The Treasury Gardens consist of  on the south-eastern side of the Melbourne central business district, East Melbourne, Victoria, Australia. The gardens are bounded by Wellington Parade, Spring Street, Treasury Place, and by the Fitzroy Gardens across Lansdowne street to the west. They form part of a network of city gardens including Fitzroy Gardens, Carlton Gardens, Flagstaff Gardens and Kings Domain. The gardens are listed on the Victorian Heritage Register for their historical, archaeological, social, "aesthetic and scientific (horticultural) importance for its outstanding nineteenth century design, path layout and planting".

Description
The Gardens are a short walk from Victoria’s Parliament House and are overlooked by the Old Treasury Building and State Offices. They create a landscaped setting for office workers to enjoy during lunch with large areas of lawn and walking paths lined with mature trees. Due to their central location in the city, they are a popular spot as the starting or ending point for political rallies, demonstrations and festivals. The gardens are also enjoyed by business people and tourists staying at the Hilton Hotel on Wellington Parade, who are able to wander through on their way to the business district.

The Victorian heritage listing says "Fitzroy is unique in comparison for its scale and uninterrupted landscape. There are some horticultural similarities between Fitzroy and the Treasury Garden, attributed to the initial work of Clement Hodgkinson, however Fitzroy Gardens is unique due to the layering of history and mosaic of different landscaping styles.

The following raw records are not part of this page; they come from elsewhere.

use axum::{
    body::Body,
    extract::{FromRequestParts, State},
    http::{header::AUTHORIZATION, request::Parts, Request, StatusCode},
    middleware::Next,
    response::{IntoResponse, Response},
    Json,
};
use log::debug;
use serde::Serialize;
use std::sync::Arc;
use uuid::Uuid;

use crate::auth::users::find_user;
use crate::certification::error::CertificationError;
use crate::certification::permissions::{Actor, Role};
use crate::core::shared::state::AppState;
use crate::security::validate_token;

/// Authenticated user context extracted from request
#[derive(Debug, Clone, Serialize)]
pub struct AuthenticatedUser {
    pub user_id: Uuid,
    pub name: String,
    pub email: String,
    pub role: Role,
}

impl AuthenticatedUser {
    pub fn actor(&self) -> Actor {
        Actor::new(self.user_id, self.role)
    }
}

/// Pulls the token out of an `Authorization: Bearer <token>` header value.
pub fn bearer_token(header: &str) -> Option<&str> {
    let (scheme, token) = header.trim().split_once(' ')?;
    if !scheme.eq_ignore_ascii_case("bearer") {
        return None;
    }
    let token = token.trim();
    (!token.is_empty()).then_some(token)
}

async fn extract_and_validate_user(
    authorization: Option<String>,
    state: &Arc<AppState>,
) -> Result<AuthenticatedUser, CertificationError> {
    let token = authorization
        .as_deref()
        .and_then(bearer_token)
        .ok_or_else(|| CertificationError::Unauthorized("Missing bearer token".to_string()))?;

    let claims = validate_token(token, &state.config.auth.jwt_secret)
        .map_err(|e| CertificationError::Unauthorized(e.to_string()))?;
    let user_id = claims
        .user_id()
        .map_err(|e| CertificationError::Unauthorized(e.to_string()))?;

    let pool = state.conn.clone();
    let user = tokio::task::spawn_blocking(move || {
        let mut conn = pool
            .get()
            .map_err(|e| CertificationError::Database(e.to_string()))?;
        find_user(&mut conn, user_id)
    })
    .await
    .map_err(|e| CertificationError::Internal(e.to_string()))?
    .map_err(|e| match e {
        CertificationError::NotFound(_) => {
            CertificationError::Unauthorized("User no longer exists".to_string())
        }
        other => other,
    })?;

    Ok(AuthenticatedUser {
        user_id: user.id,
        role: user.user_role()?,
        name: user.name,
        email: user.email,
    })
}

/// Rejects requests without a valid bearer token and exposes the caller as
/// an `AuthenticatedUser` extension.
pub async fn authentication_middleware(
    State(state): State<Arc<AppState>>,
    mut request: Request<Body>,
    next: Next,
) -> Response {
    let authorization = request
        .headers()
        .get(AUTHORIZATION)
        .and_then(|v| v.to_str().ok())
        .map(str::to_string);

    match extract_and_validate_user(authorization, &state).await {
        Ok(user) => {
            debug!("Authenticated {} ({})", user.email, user.role);
            request.extensions_mut().insert(user);
            next.run(request).await
        }
        Err(e) => e.into_response(),
    }
}

/// Axum extractor for AuthenticatedUser
#[axum::async_trait]
impl<S> FromRequestParts<S> for AuthenticatedUser
where
    S: Send + Sync,
{
    type Rejection = (StatusCode, Json<serde_json::Value>);

    async fn from_request_parts(parts: &mut Parts, _state: &S) -> Result<Self, Self::Rejection> {
        parts
            .extensions
            .get::<AuthenticatedUser>()
            .cloned()
            .ok_or((
                StatusCode::UNAUTHORIZED,
                Json(serde_json::json!({
                    "error": "Authentication required"
                })),
            ))
    }
}

#[cfg(test)]
mod tests {
    use super::*;

    fn assert_send<T: Send>(_: &T) {}

    // Compile-time check: `route_layer` needs a `Send` middleware future.
    #[allow(dead_code)]
    fn middleware_future_is_send(state: Arc<AppState>, request: Request<Body>, next: Next) {
        let future = authentication_middleware(State(state), request, next);
        assert_send(&future);
    }

    #[test]
    fn test_bearer_token_parsing() {
        assert_eq!(bearer_token("Bearer abc.def"), Some("abc.def"));
        assert_eq!(bearer_token("bearer   xyz "), Some("xyz"));
        assert_eq!(bearer_token("Basic dXNlcjpwYXNz"), None);
        assert_eq!(bearer_token("Bearer "), None);
        assert_eq!(bearer_token("token"), None);
    }

    #[tokio::test]
    async fn test_extractor_rejects_anonymous_requests() {
        let request = Request::builder().uri("/api/evaluations").body(()).expect("request");
        let (mut parts, _) = request.into_parts();
        let rejection = AuthenticatedUser::from_request_parts(&mut parts, &())
            .await
            .expect_err("anonymous");
        assert_eq!(rejection.0, StatusCode::UNAUTHORIZED);
    }

    #[tokio::test]
    async fn test_extractor_returns_inserted_user() {
        let user = AuthenticatedUser {
            user_id: Uuid::new_v4(),
            name: "Gestora".to_string(),
            email: "gestora@local".to_string(),
            role: Role::Manager,
        };
        let mut request = Request::builder().uri("/api/evaluations").body(()).expect("request");
        request.extensions_mut().insert(user.clone());
        let (mut parts, _) = request.into_parts();
        let extracted = AuthenticatedUser::from_request_parts(&mut parts, &())
            .await
            .expect("user");
        assert_eq!(extracted.actor(), user.actor());
    }
}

The avenues of mature elms and Moreton Bay fig are some of the best tree lined avenues in Victoria".

Mature tree species include Moreton Bay fig (Ficus macrophylla), deodar cedar (Cedrus deodara), English elm (Ulmus procera), white poplar (Populus alba), Dutch elm (Ulmus x hollandica), Dutch elm (small-leaved form), Port Jackson fig (Ficus rubiginosa), Platanus × acerifolia, pedunculate oak (Quercus robur), Agonis flexuosa, Phoenix canariensis, Washingtonia robusta, Butia capitata, Chamaerops humilis, river red gum (Eucalyptus camaldulensis), Norfolk Island pine (Araucaria heterophylla), Brachychiton x roseus, and grevillea (Grevillea hilliana). Along the embankment of Treasury Place there are hydrangeas, ivy and flax. The gardens are highly populated with native common brushtail possums that are popular with visitors at night. Other nocturnal native animals include grey-headed flying foxes and insect eating bats. Pacific black ducks, red wattle birds, and silver gulls also are frequently seen.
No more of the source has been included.